Zasloff learned Talmud during rabbinical school, but told the Journal that being ordained was “only a learner’s permit. To learn it more, you have to dive into it. Swimming in the sea of Talmud, you’re not reading a book, you’re encountering a world,” he said. He added he imagines himself learning at the same table as the Talmud’s rabbis. “I want to live, walk and talk with them, because once you’ve established that commitment, you can be more critical. That’s what it means to be Jewish, being part of this conversation through time.” 

Rabbi Kerry Chaplin, a spiritual counselor at Beit T’Shuvah, said studying Daf Yomi is “lighting up my teaching and my living. I bring my learning to residents, and they show me parts I hadn’t yet seen. Together, we apply it to our lives. It’s a deeply connective and spiritual experience.
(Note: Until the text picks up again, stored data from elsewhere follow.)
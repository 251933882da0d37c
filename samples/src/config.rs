//! Settings for the demos, readable from a TOML file.
//!
//! Every field has a default, so an empty file (or no file at all) is a valid
//! configuration. Command line flags take precedence over values from the file.
//!
//! ```toml
//! type_names = ["Dictionary`2<String, List`1<Int32>>"]
//!
//! [sequence]
//! count = 20
//! cancel_at = 3
//! step_delay_ms = 10
//! even_only = false
//! timeout_ms = 1000
//! ```

use std::fs;
use std::path::Path;

use anyhow::Context;
use serde::{Deserialize, Serialize};

#[derive(Debug, Default, Clone, PartialEq, Eq, Serialize, Deserialize)]
#[serde(default, deny_unknown_fields)]
pub struct SamplesConfig {
    /// Settings for the `sequence` demo
    pub sequence: SequenceConfig,

    /// Type expressions formatted by the `type-name` demo in addition to those given on the
    /// command line
    pub type_names: Vec<String>,
}

#[derive(Debug, Clone, PartialEq, Eq, Serialize, Deserialize)]
#[serde(default, deny_unknown_fields)]
pub struct SequenceConfig {
    /// Number of elements produced, starting at zero
    pub count: u32,

    /// Request cancellation from within the action once this element was processed
    pub cancel_at: Option<u32>,

    /// Delay before each element is produced
    pub step_delay_ms: u64,

    /// Only process even elements
    pub even_only: bool,

    /// Request cancellation from a timer after this many milliseconds
    pub timeout_ms: Option<u64>,
}

impl Default for SequenceConfig {
    fn default() -> Self {
        Self {
            count: 20,
            cancel_at: None,
            step_delay_ms: 0,
            even_only: false,
            timeout_ms: None,
        }
    }
}

impl SamplesConfig {
    /// Read the configuration from a TOML file
    pub fn load(path: &Path) -> anyhow::Result<Self> {
        let s = fs::read_to_string(path)
            .with_context(|| format!("could not read config file {path:?}"))?;
        Self::parse_toml(&s).with_context(|| format!("could not parse config file {path:?}"))
    }

    pub fn parse_toml(s: &str) -> anyhow::Result<Self> {
        Ok(toml::from_str(s)?)
    }
}
//! Cooperative cancellation.
//!
//! A [CancellationSignal] is never used to interrupt work forcibly. Work that honors the signal
//! polls [CancellationSignal::is_requested] at well defined checkpoints (for the
//! [sequence](crate::sequence) processors: before requesting the next element) and stops there.
//!
//! Signals are cheap to clone; all clones observe the same state. Several signals can be
//! combined into one cancellation domain through [CancellationSignal::linked], and a
//! signal can hand out [children](CancellationSignal::child) that can be canceled
//! independently of their parent.
//!
//! # Examples
//!
//! ```
//! use plainbytes_util::cancel::CancellationSignal;
//!
//! let shutdown = CancellationSignal::new();
//! let user_abort = CancellationSignal::new();
//! let domain = CancellationSignal::linked([&shutdown, &user_abort]);
//!
//! assert!(!domain.is_requested());
//! user_abort.request();
//! assert!(domain.is_requested());
//! assert!(!shutdown.is_requested());
//! ```

use std::sync::Arc;

use futures::future::{select_all, BoxFuture, FutureExt};
use tokio_util::sync::CancellationToken;

/// Error produced by [CancellationSignal::check] once cancellation was requested
#[derive(thiserror::Error, Debug, Clone, Copy, PartialEq, Eq)]
#[error("the operation was canceled")]
pub struct Canceled;

/// Shared, thread-safe cancellation flag.
///
/// Once requested, a signal stays requested.
#[derive(Clone, Debug)]
pub struct CancellationSignal {
    /// Flag owned by this signal (and its clones)
    token: CancellationToken,
    /// Other signals that belong to the same cancellation domain
    links: Arc<[CancellationSignal]>,
}

impl Default for CancellationSignal {
    fn default() -> Self {
        Self {
            token: CancellationToken::new(),
            links: Vec::new().into(),
        }
    }
}

impl CancellationSignal {
    /// Create a fresh signal that is not requested
    pub fn new() -> Self {
        Self::default()
    }

    /// Request cancellation. Requesting more than once has no further effect.
    pub fn request(&self) {
        if !self.token.is_cancelled() {
            log::trace!("Cancellation requested");
        }
        self.token.cancel();
    }

    /// Whether this signal or any signal linked to it was requested
    pub fn is_requested(&self) -> bool {
        self.token.is_cancelled() || self.links.iter().any(Self::is_requested)
    }

    /// Turn the signal state into a [Result]
    ///
    /// ```
    /// use plainbytes_util::cancel::{Canceled, CancellationSignal};
    ///
    /// let signal = CancellationSignal::new();
    /// assert_eq!(signal.check(), Ok(()));
    /// signal.request();
    /// assert_eq!(signal.check(), Err(Canceled));
    /// ```
    pub fn check(&self) -> Result<(), Canceled> {
        match self.is_requested() {
            true => Err(Canceled),
            false => Ok(()),
        }
    }

    /// Create a signal that is requested whenever this one is.
    ///
    /// Requesting the child does not affect the parent.
    pub fn child(&self) -> Self {
        Self {
            token: self.token.child_token(),
            links: self.links.clone(),
        }
    }

    /// Combine multiple signals into a single cancellation domain.
    ///
    /// The returned signal counts as requested as soon as any of the given signals is, or
    /// when it is requested itself. Requesting the linked signal leaves the given signals
    /// untouched.
    pub fn linked<'a, I>(signals: I) -> Self
    where
        I: IntoIterator<Item = &'a CancellationSignal>,
    {
        let links: Vec<_> = signals.into_iter().cloned().collect();
        Self {
            token: CancellationToken::new(),
            links: links.into(),
        }
    }

    /// Wait until cancellation is requested.
    ///
    /// Useful for composing an external timer with a signal; the sequence processors
    /// themselves only poll.
    pub fn requested(&self) -> BoxFuture<'_, ()> {
        if self.links.is_empty() {
            return self.token.cancelled().boxed();
        }

        let waiters = std::iter::once(self.token.cancelled().boxed())
            .chain(self.links.iter().map(Self::requested));
        select_all(waiters).map(|_| ()).boxed()
    }
}
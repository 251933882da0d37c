use std::pin::Pin;
use std::task::{Context, Poll};

use futures::ready;
use futures::stream::{FusedStream, Stream, TryStream};

use crate::cancel::CancellationSignal;

use super::state::{SequenceState, Stepper};
use super::SequenceError;

/// Stream returned by [select_async]
#[must_use = "streams do nothing unless polled"]
pub struct Select<S, F> {
    stepper: Stepper<S>,
    transform: F,
}

/// Stream returned by [try_select_async]
#[must_use = "streams do nothing unless polled"]
pub struct TrySelect<S, F> {
    stepper: Stepper<S>,
    transform: F,
}

/// Lazily apply `transform` to every element of `source`, in order.
///
/// The stream yields `Ok(transform(element))` per element. If `signal` is requested
/// before an element is pulled, the stream yields [SequenceError::Canceled] once and then
/// ends; it never just stops short. Source failures are yielded as
/// [SequenceError::Propagated] and also end the stream.
///
/// # Examples
///
/// ```
/// use std::convert::Infallible;
/// use futures::{executor::block_on, stream, StreamExt, TryStreamExt};
/// use plainbytes_util::cancel::CancellationSignal;
/// use plainbytes_util::sequence::select_async;
///
/// let source = stream::iter(0..3).map(Ok::<_, Infallible>);
/// let names = select_async(Some(source), &CancellationSignal::new(), |i| format!("#{i}"));
/// let names: Vec<String> = block_on(names.try_collect()).unwrap();
/// assert_eq!(names, ["#0", "#1", "#2"]);
/// ```
pub fn select_async<S, F, R>(
    source: Option<S>,
    signal: &CancellationSignal,
    transform: F,
) -> Select<S, F>
where
    S: TryStream + Unpin,
    F: FnMut(S::Ok) -> R,
{
    Select {
        stepper: Stepper::new(source, signal.clone()),
        transform,
    }
}

/// Like [select_async], for transforms that can fail.
///
/// A failing transform yields [SequenceError::Propagated] and ends the stream; the source is
/// not asked for another element.
pub fn try_select_async<S, F, R>(
    source: Option<S>,
    signal: &CancellationSignal,
    transform: F,
) -> TrySelect<S, F>
where
    S: TryStream + Unpin,
    F: FnMut(S::Ok) -> Result<R, S::Error>,
{
    TrySelect {
        stepper: Stepper::new(source, signal.clone()),
        transform,
    }
}

macro_rules! impl_stream_common {
    ($ty:ident) => {
        impl<S, F> $ty<S, F> {
            /// Where in its lifecycle this stream is
            pub fn state(&self) -> SequenceState {
                self.stepper.state()
            }

            /// Number of elements pulled from the source so far
            pub fn produced(&self) -> usize {
                self.stepper.produced()
            }
        }

        // The transform is never pinned
        impl<S: Unpin, F> Unpin for $ty<S, F> {}

        impl<S, F> std::fmt::Debug for $ty<S, F>
        where
            S: std::fmt::Debug,
        {
            fn fmt(&self, f: &mut std::fmt::Formatter<'_>) -> std::fmt::Result {
                f.debug_struct(stringify!($ty))
                    .field("stepper", &self.stepper)
                    .finish_non_exhaustive()
            }
        }
    };
}

impl_stream_common!(Select);
impl_stream_common!(TrySelect);

impl<S, F, R> Stream for Select<S, F>
where
    S: TryStream + Unpin,
    F: FnMut(S::Ok) -> R,
{
    type Item = Result<R, SequenceError<S::Error>>;

    fn poll_next(self: Pin<&mut Self>, cx: &mut Context<'_>) -> Poll<Option<Self::Item>> {
        let this = self.get_mut();
        let step = ready!(this.stepper.poll_step(cx));
        Poll::Ready(step.map(|element| element.map(&mut this.transform)))
    }
}

impl<S, F, R> FusedStream for Select<S, F>
where
    S: TryStream + Unpin,
    F: FnMut(S::Ok) -> R,
{
    fn is_terminated(&self) -> bool {
        self.stepper.state().is_terminal()
    }
}

impl<S, F, R> Stream for TrySelect<S, F>
where
    S: TryStream + Unpin,
    F: FnMut(S::Ok) -> Result<R, S::Error>,
{
    type Item = Result<R, SequenceError<S::Error>>;

    fn poll_next(self: Pin<&mut Self>, cx: &mut Context<'_>) -> Poll<Option<Self::Item>> {
        let this = self.get_mut();
        let res = match ready!(this.stepper.poll_step(cx)) {
            Some(Ok(element)) => match (this.transform)(element) {
                Ok(value) => Some(Ok(value)),
                Err(err) => Some(Err(this.stepper.fail(err))),
            },
            Some(Err(err)) => Some(Err(err)),
            None => None,
        };
        Poll::Ready(res)
    }
}

impl<S, F, R> FusedStream for TrySelect<S, F>
where
    S: TryStream + Unpin,
    F: FnMut(S::Ok) -> Result<R, S::Error>,
{
    fn is_terminated(&self) -> bool {
        self.stepper.state().is_terminal()
    }
}
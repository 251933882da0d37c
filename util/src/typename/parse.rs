//! Reading [TypeDescriptor]s from type expressions such as `Dictionary<String, List<Int32>>`

use std::str::FromStr;

use super::TypeDescriptor;

/// Deepest generic argument nesting accepted in a type expression
pub const MAX_NESTING: usize = 128;

/// Error returned when a type expression can not be read
#[derive(thiserror::Error, Debug, Clone, Copy, PartialEq, Eq)]
pub enum ParseTypeError {
    #[error("expected a type name at offset {0}")]
    EmptyName(usize),
    #[error("unbalanced brackets at offset {0}")]
    Unbalanced(usize),
    #[error("unexpected input after the type expression at offset {0}")]
    TrailingInput(usize),
    #[error("generic arguments nested deeper than 128 levels at offset {0}")]
    TooDeep(usize),
}

impl FromStr for TypeDescriptor {
    type Err = ParseTypeError;

    fn from_str(s: &str) -> Result<Self, Self::Err> {
        let mut parser = Parser {
            input: s,
            pos: 0,
            nesting: 0,
        };
        let descriptor = parser.parse_type()?;
        parser.skip_whitespace();
        match parser.pos == s.len() {
            true => Ok(descriptor),
            false => Err(ParseTypeError::TrailingInput(parser.pos)),
        }
    }
}

struct Parser<'a> {
    input: &'a str,
    pos: usize,
    /// Argument lists currently open
    nesting: usize,
}

impl<'a> Parser<'a> {
    fn peek(&self) -> Option<char> {
        self.input[self.pos..].chars().next()
    }

    fn bump(&mut self, c: char) {
        self.pos += c.len_utf8();
    }

    fn skip_whitespace(&mut self) {
        while let Some(c) = self.peek().filter(|c| c.is_whitespace()) {
            self.bump(c);
        }
    }

    /// `head` or `head<type, type, ...>`
    fn parse_type(&mut self) -> Result<TypeDescriptor, ParseTypeError> {
        self.skip_whitespace();
        let start = self.pos;
        let head = self.parse_head()?;
        if head.is_empty() {
            return Err(ParseTypeError::EmptyName(start));
        }
        let name = simplify_paths(head);

        if self.peek() != Some('<') {
            return Ok(TypeDescriptor::simple(name));
        }
        if self.nesting == MAX_NESTING {
            return Err(ParseTypeError::TooDeep(self.pos));
        }
        self.bump('<');
        self.nesting += 1;

        let mut arguments = Vec::new();
        loop {
            arguments.push(self.parse_type()?);
            self.skip_whitespace();
            match self.peek() {
                Some(c @ ',') => self.bump(c),
                Some(c @ '>') => {
                    self.bump(c);
                    break;
                }
                _ => return Err(ParseTypeError::Unbalanced(self.pos)),
            }
        }

        self.nesting -= 1;
        Ok(TypeDescriptor::generic(name, arguments))
    }

    /// Everything up to the argument list or the end of the current argument.
    ///
    /// Brackets opened inside the head (tuples, slices, arrays, function pointers) are
    /// kept verbatim, generic arguments nested in them included.
    fn parse_head(&mut self) -> Result<&'a str, ParseTypeError> {
        let start = self.pos;
        let mut depth = 0usize;
        while let Some(c) = self.peek() {
            match c {
                '-' if self.input[self.pos..].starts_with("->") => {
                    self.pos += 2;
                    continue;
                }
                '<' | ',' | '>' if depth == 0 => break,
                '(' | '[' | '<' => depth += 1,
                ')' | ']' | '>' => {
                    depth = depth
                        .checked_sub(1)
                        .ok_or(ParseTypeError::Unbalanced(self.pos))?;
                }
                _ => {}
            }
            self.bump(c);
        }
        if depth != 0 {
            return Err(ParseTypeError::Unbalanced(self.pos));
        }
        Ok(self.input[start..self.pos].trim())
    }
}

/// Drop module paths from every path in `s`: `&alloc::string::String` becomes `&String`
pub(crate) fn simplify_paths(s: &str) -> String {
    let mut out = String::with_capacity(s.len());
    let mut segment = String::new();
    let mut chars = s.chars().peekable();
    while let Some(c) = chars.next() {
        if c.is_alphanumeric() || c == '_' {
            segment.push(c);
            continue;
        }
        if c == ':' && chars.peek() == Some(&':') && !segment.is_empty() {
            chars.next();
            segment.clear();
            continue;
        }
        out.push_str(&segment);
        segment.clear();
        out.push(c);
    }
    out.push_str(&segment);
    out
}
use std::convert::Infallible;
use std::sync::atomic::{AtomicBool, Ordering};
use std::sync::{Arc, Mutex};

use futures::stream::{self, BoxStream, StreamExt, TryStreamExt};

use plainbytes_util::cancel::CancellationSignal;
use plainbytes_util::sequence::{
    for_each_async, for_each_with_signal_async, select_async, where_async, AsyncSequenceExt,
    SequenceError, SequenceState,
};

/// Asynchronous source over `items` that yields to the scheduler between elements
fn to_async<T: Send + 'static>(items: Vec<T>) -> BoxStream<'static, Result<T, Infallible>> {
    stream::iter(items)
        .then(|item| async move {
            tokio::task::yield_now().await;
            Ok(item)
        })
        .boxed()
}

/// Source that notes when it has been dropped
struct Tracked<S> {
    inner: S,
    released: Arc<AtomicBool>,
}

impl<S> Tracked<S> {
    fn new(inner: S) -> (Self, Arc<AtomicBool>) {
        let released = Arc::new(AtomicBool::new(false));
        let me = Self {
            inner,
            released: released.clone(),
        };
        (me, released)
    }
}

impl<S> Drop for Tracked<S> {
    fn drop(&mut self) {
        self.released.store(true, Ordering::Release);
    }
}

impl<S: futures::Stream + Unpin> futures::Stream for Tracked<S> {
    type Item = S::Item;

    fn poll_next(
        mut self: std::pin::Pin<&mut Self>,
        cx: &mut std::task::Context<'_>,
    ) -> std::task::Poll<Option<Self::Item>> {
        self.inner.poll_next_unpin(cx)
    }
}

#[derive(Debug, PartialEq, Eq)]
struct Boom(u32);

#[tokio::test]
async fn for_each_visits_every_element_in_order() -> anyhow::Result<()> {
    let source: Vec<u32> = (0..10).collect();
    let mut results = Vec::new();

    to_async(source.clone())
        .for_each_async(&CancellationSignal::new(), |item| {
            results.push(item);
            async { Ok(()) }
        })
        .await?;

    assert_eq!(results, source);
    Ok(())
}

#[tokio::test]
async fn for_each_without_source_never_runs_the_action() {
    let mut calls = 0;
    let res = for_each_async(
        None::<BoxStream<'static, Result<u32, Infallible>>>,
        &CancellationSignal::new(),
        |_| {
            calls += 1;
            async { Ok(()) }
        },
    )
    .await;

    assert_eq!(res, Err(SequenceError::NullSource));
    assert_eq!(calls, 0);
}

#[tokio::test]
async fn for_each_stops_at_the_next_checkpoint_after_cancellation() {
    let signal = CancellationSignal::new();
    let (source, released) = Tracked::new(to_async((0..20).collect::<Vec<u32>>()));
    let mut seen = Vec::new();

    let res = for_each_async(Some(source), &signal, |item| {
        seen.push(item);
        if item == 3 {
            signal.request();
        }
        async { Ok(()) }
    })
    .await;

    assert!(res.as_ref().is_err_and(SequenceError::is_canceled));
    assert_eq!(seen, [0, 1, 2, 3]);
    assert!(released.load(Ordering::Acquire));
}

#[tokio::test]
async fn long_running_actions_observe_the_signal() {
    let signal = CancellationSignal::new();
    let canceler = signal.clone();
    tokio::spawn(async move {
        tokio::time::sleep(std::time::Duration::from_millis(20)).await;
        canceler.request();
    });

    let interrupted = Arc::new(Mutex::new(Vec::new()));
    let res = for_each_with_signal_async(
        Some(to_async((0..5).collect::<Vec<u32>>())),
        &signal,
        |item, signal| {
            let interrupted = interrupted.clone();
            async move {
                tokio::select! {
                    _ = signal.requested() => interrupted.lock().unwrap().push(item),
                    _ = tokio::time::sleep(std::time::Duration::from_secs(30)) => {}
                }
                Ok(())
            }
        },
    )
    .await;

    assert_eq!(res, Err(SequenceError::Canceled));
    assert_eq!(*interrupted.lock().unwrap(), [0]);
}

#[tokio::test]
async fn actions_can_cancel_through_the_signal_they_receive() {
    let (source, released) = Tracked::new(to_async((0..20).collect::<Vec<u32>>()));
    let mut seen = Vec::new();

    let res = source
        .for_each_with_signal_async(&CancellationSignal::new(), |item, signal| {
            seen.push(item);
            if item == 4 {
                signal.request();
            }
            async { Ok(()) }
        })
        .await;

    assert_eq!(res, Err(SequenceError::Canceled));
    assert_eq!(seen, [0, 1, 2, 3, 4]);
    assert!(released.load(Ordering::Acquire));
}

#[tokio::test]
async fn for_each_passes_action_failures_through() {
    let mut calls = 0;
    let source = stream::iter(0..10u32).map(Ok::<_, Boom>);

    let res = source
        .for_each_async(&CancellationSignal::new(), |item| {
            calls += 1;
            async move {
                match item {
                    4 => Err(Boom(item)),
                    _ => Ok(()),
                }
            }
        })
        .await;

    assert_eq!(res, Err(SequenceError::Propagated(Boom(4))));
    assert_eq!(calls, 5);
}

#[tokio::test]
async fn for_each_passes_source_failures_through() {
    let source = stream::iter([Ok(0), Ok(1), Err(Boom(99)), Ok(3)]);
    let mut seen = Vec::new();

    let res = for_each_async(Some(source), &CancellationSignal::new(), |item| {
        seen.push(item);
        async { Ok(()) }
    })
    .await;

    assert_eq!(res.map_err(|e| e.propagated()), Err(Some(Boom(99))));
    assert_eq!(seen, [0, 1]);
}

#[tokio::test]
async fn linked_signals_cancel_together() {
    let shutdown = CancellationSignal::new();
    let local = CancellationSignal::new();
    let domain = CancellationSignal::linked([&shutdown, &local]);
    let mut seen = 0;

    let res = to_async((0..10).collect::<Vec<u32>>())
        .for_each_async(&domain, |item| {
            seen += 1;
            if item == 1 {
                shutdown.request();
            }
            async { Ok(()) }
        })
        .await;

    assert_eq!(res, Err(SequenceError::Canceled));
    assert_eq!(seen, 2);
    assert!(!local.is_requested());
}

#[tokio::test]
async fn select_projects_all_elements() -> anyhow::Result<()> {
    let source: Vec<u32> = (0..15).collect();
    let projected: Vec<String> = to_async(source)
        .select_async(&CancellationSignal::new(), |i| format!("#{i}"))
        .try_collect()
        .await?;

    let expected: Vec<String> = (0..15).map(|i| format!("#{i}")).collect();
    assert_eq!(projected, expected);
    Ok(())
}

#[tokio::test]
async fn select_without_source_reports_it_once() {
    let mut projected = select_async(
        None::<BoxStream<'static, Result<u32, Infallible>>>,
        &CancellationSignal::new(),
        |i| i,
    );

    assert_eq!(projected.next().await, Some(Err(SequenceError::NullSource)));
    assert_eq!(projected.next().await, None);
    assert_eq!(projected.state(), SequenceState::Failed);
}

#[tokio::test]
async fn canceled_select_ends_with_an_error_instead_of_truncating() {
    let signal = CancellationSignal::new();
    let (source, released) = Tracked::new(to_async((0..10).collect::<Vec<u32>>()));
    let mut projected = source.select_async(&signal, |i| i * 10);

    assert_eq!(projected.next().await, Some(Ok(0)));
    assert_eq!(projected.next().await, Some(Ok(10)));
    assert_eq!(projected.state(), SequenceState::Stepping);
    assert!(!released.load(Ordering::Acquire));

    signal.request();
    assert_eq!(projected.next().await, Some(Err(SequenceError::Canceled)));
    assert_eq!(projected.next().await, None);
    assert_eq!(projected.state(), SequenceState::Canceled);
    assert_eq!(projected.produced(), 2);
    // Released as soon as cancellation was observed, not when the stream goes away
    assert!(released.load(Ordering::Acquire));
}

#[tokio::test]
async fn try_select_stops_on_a_failing_transform() {
    let (source, released) = Tracked::new(stream::iter(0..10u32).map(Ok::<_, Boom>));
    let mut projected = source.try_select_async(&CancellationSignal::new(), |i| match i {
        2 => Err(Boom(i)),
        _ => Ok(i + 1),
    });

    assert_eq!(projected.next().await, Some(Ok(1)));
    assert_eq!(projected.next().await, Some(Ok(2)));
    assert_eq!(projected.next().await, Some(Err(SequenceError::Propagated(Boom(2)))));
    assert_eq!(projected.next().await, None);
    assert_eq!(projected.state(), SequenceState::Failed);
    assert!(released.load(Ordering::Acquire));
}

#[tokio::test]
async fn where_keeps_matching_elements_in_order() -> anyhow::Result<()> {
    let evens: Vec<u32> = to_async((0..30).collect::<Vec<u32>>())
        .where_async(&CancellationSignal::new(), |i| i % 2 == 0)
        .try_collect()
        .await?;

    assert!(evens.iter().all(|i| i % 2 == 0));
    assert_eq!(evens, (0..30).step_by(2).collect::<Vec<u32>>());
    Ok(())
}

#[tokio::test]
async fn where_without_source_reports_it_once() {
    let mut filtered = where_async(
        None::<BoxStream<'static, Result<u32, Infallible>>>,
        &CancellationSignal::new(),
        |_| true,
    );

    assert_eq!(filtered.next().await, Some(Err(SequenceError::NullSource)));
    assert_eq!(filtered.next().await, None);
}

#[tokio::test]
async fn where_checks_cancellation_for_rejected_elements() {
    let signal = CancellationSignal::new();
    let mut inspected = Vec::new();
    let mut filtered = to_async((0..10).collect::<Vec<u32>>()).where_async(&signal, |&i| {
        inspected.push(i);
        if i == 2 {
            signal.request();
        }
        i == 0
    });

    assert_eq!(filtered.next().await, Some(Ok(0)));
    assert_eq!(filtered.next().await, Some(Err(SequenceError::Canceled)));
    assert_eq!(filtered.next().await, None);
    drop(filtered);
    assert_eq!(inspected, [0, 1, 2]);
}

#[tokio::test(flavor = "multi_thread", worker_threads = 4)]
async fn independent_sequences_run_concurrently() -> anyhow::Result<()> {
    let tasks: Vec<_> = (0..8u32)
        .map(|n| {
            tokio::spawn(async move {
                let signal = CancellationSignal::new();
                to_async((0..100 * n).collect::<Vec<u32>>())
                    .where_async(&signal, |i| i % 3 == 0)
                    .select_async(&signal, u64::from)
                    .try_fold(0u64, |acc, i| async move { Ok(acc + i) })
                    .await
            })
        })
        .collect();

    for (n, task) in (0..8u32).zip(tasks) {
        let sum = task.await?.map_err(|e| anyhow::anyhow!("{e:?}"))?;
        let expected: u64 = (0..100 * n).filter(|i| i % 3 == 0).map(u64::from).sum();
        assert_eq!(sum, expected);
    }
    Ok(())
}
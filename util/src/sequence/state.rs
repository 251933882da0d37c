//! The state machine shared by all sequence processors

use std::task::{Context, Poll};

use futures::ready;
use futures::stream::{TryStream, TryStreamExt};

use crate::cancel::CancellationSignal;

use super::SequenceError;

/// Lifecycle of a single processing call.
///
/// ```text
/// NotStarted -> Stepping -> { Stepping | Completed | Canceled | Failed }
/// ```
///
/// `Completed`, `Canceled` and `Failed` are terminal.
#[derive(Debug, Clone, Copy, PartialEq, Eq, Hash)]
pub enum SequenceState {
    /// No element has been requested yet
    NotStarted,
    /// At least one element was requested and the source has not finished
    Stepping,
    /// The source signaled end-of-sequence
    Completed,
    /// The cancellation signal was observed at a checkpoint
    Canceled,
    /// The source was absent or the source or a callback failed
    Failed,
}

impl SequenceState {
    /// Whether no further elements will ever be requested
    pub fn is_terminal(&self) -> bool {
        matches!(self, Self::Completed | Self::Canceled | Self::Failed)
    }
}

/// Pulls elements out of one source, checking for cancellation before every request.
///
/// The source is dropped as soon as a terminal state is reached.
#[derive(Debug)]
pub(crate) struct Stepper<S> {
    source: Option<S>,
    signal: CancellationSignal,
    state: SequenceState,
    /// A request for the next element is outstanding; set between checkpoint and answer
    awaiting: bool,
    /// Number of elements the source produced so far
    produced: usize,
}

impl<S> Stepper<S> {
    pub fn new(source: Option<S>, signal: CancellationSignal) -> Self {
        Self {
            source,
            signal,
            state: SequenceState::NotStarted,
            awaiting: false,
            produced: 0,
        }
    }

    pub fn state(&self) -> SequenceState {
        self.state
    }

    pub fn produced(&self) -> usize {
        self.produced
    }

    /// Enter a terminal state and release the source
    fn terminate(&mut self, state: SequenceState) {
        debug_assert!(state.is_terminal());
        self.state = state;
        self.awaiting = false;
        self.source = None;
    }

    /// Record that a caller supplied callback failed on the latest element
    pub fn fail<E>(&mut self, err: E) -> SequenceError<E> {
        log::debug!(
            "Sequence callback failed after {} elements; releasing source",
            self.produced
        );
        self.terminate(SequenceState::Failed);
        SequenceError::Propagated(err)
    }
}

impl<S: TryStream + Unpin> Stepper<S> {
    /// Produce the next element, or `None` once a terminal state has been reached.
    ///
    /// Errors are returned exactly once; afterwards the stepper is fused.
    pub fn poll_step(
        &mut self,
        cx: &mut Context<'_>,
    ) -> Poll<Option<Result<S::Ok, SequenceError<S::Error>>>> {
        use SequenceState as St;

        if self.state.is_terminal() {
            return Poll::Ready(None);
        }

        if self.source.is_none() {
            log::debug!("Sequence processing started without a source");
            self.terminate(St::Failed);
            return Poll::Ready(Some(Err(SequenceError::NullSource)));
        }

        // Checkpoint: only once per element, not on every re-poll of a pending request
        if !self.awaiting {
            if self.signal.is_requested() {
                log::debug!(
                    "Cancellation observed after {} elements; releasing source",
                    self.produced
                );
                self.terminate(St::Canceled);
                return Poll::Ready(Some(Err(SequenceError::Canceled)));
            }
            self.awaiting = true;
            self.state = St::Stepping;
        }

        let Some(source) = self.source.as_mut() else {
            return Poll::Ready(None);
        };
        let polled = ready!(source.try_poll_next_unpin(cx));
        self.awaiting = false;

        match polled {
            Some(Ok(element)) => {
                self.produced += 1;
                Poll::Ready(Some(Ok(element)))
            }
            Some(Err(err)) => {
                log::debug!(
                    "Source failed after {} elements; releasing source",
                    self.produced
                );
                self.terminate(St::Failed);
                Poll::Ready(Some(Err(SequenceError::Propagated(err))))
            }
            None => {
                log::trace!("Sequence completed after {} elements", self.produced);
                self.terminate(St::Completed);
                Poll::Ready(None)
            }
        }
    }
}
I believe both the content and the practice will help me live better as a mom, as a rabbi and as a human being.” 

“By the time we get to the siyum [the completion ceremony], we will have been doing Talmud for the majority of all of [our children’s] lives,” Melhado said. “I’m really hopeful that we can be a model of adult learning for them.” 

Kutner isn’t sure he’ll make it all the way through the second time but said he is considering Tanakh Yomi, a project tackling a chapter a day of Tanakh for a 2 1/2-year cycle. 

“Given the state of the world, that might be the safer bet for completion,” he said.

Attorney Mark Treitel was inspired to take on Daf Yomi after seeing news and community coverage of the previous cycle’s siyum. 

“I commented that we should celebrate this achievement, especially in light of the recent anti-Semitic attacks,” he said. Right now, he’s getting familiar with daily reading. “It is like a marathon to keep up. I think this will be like reading Torah commentary, that it takes lots of time to figure out where all the pieces fit together. You should do a follow-up article in three years.”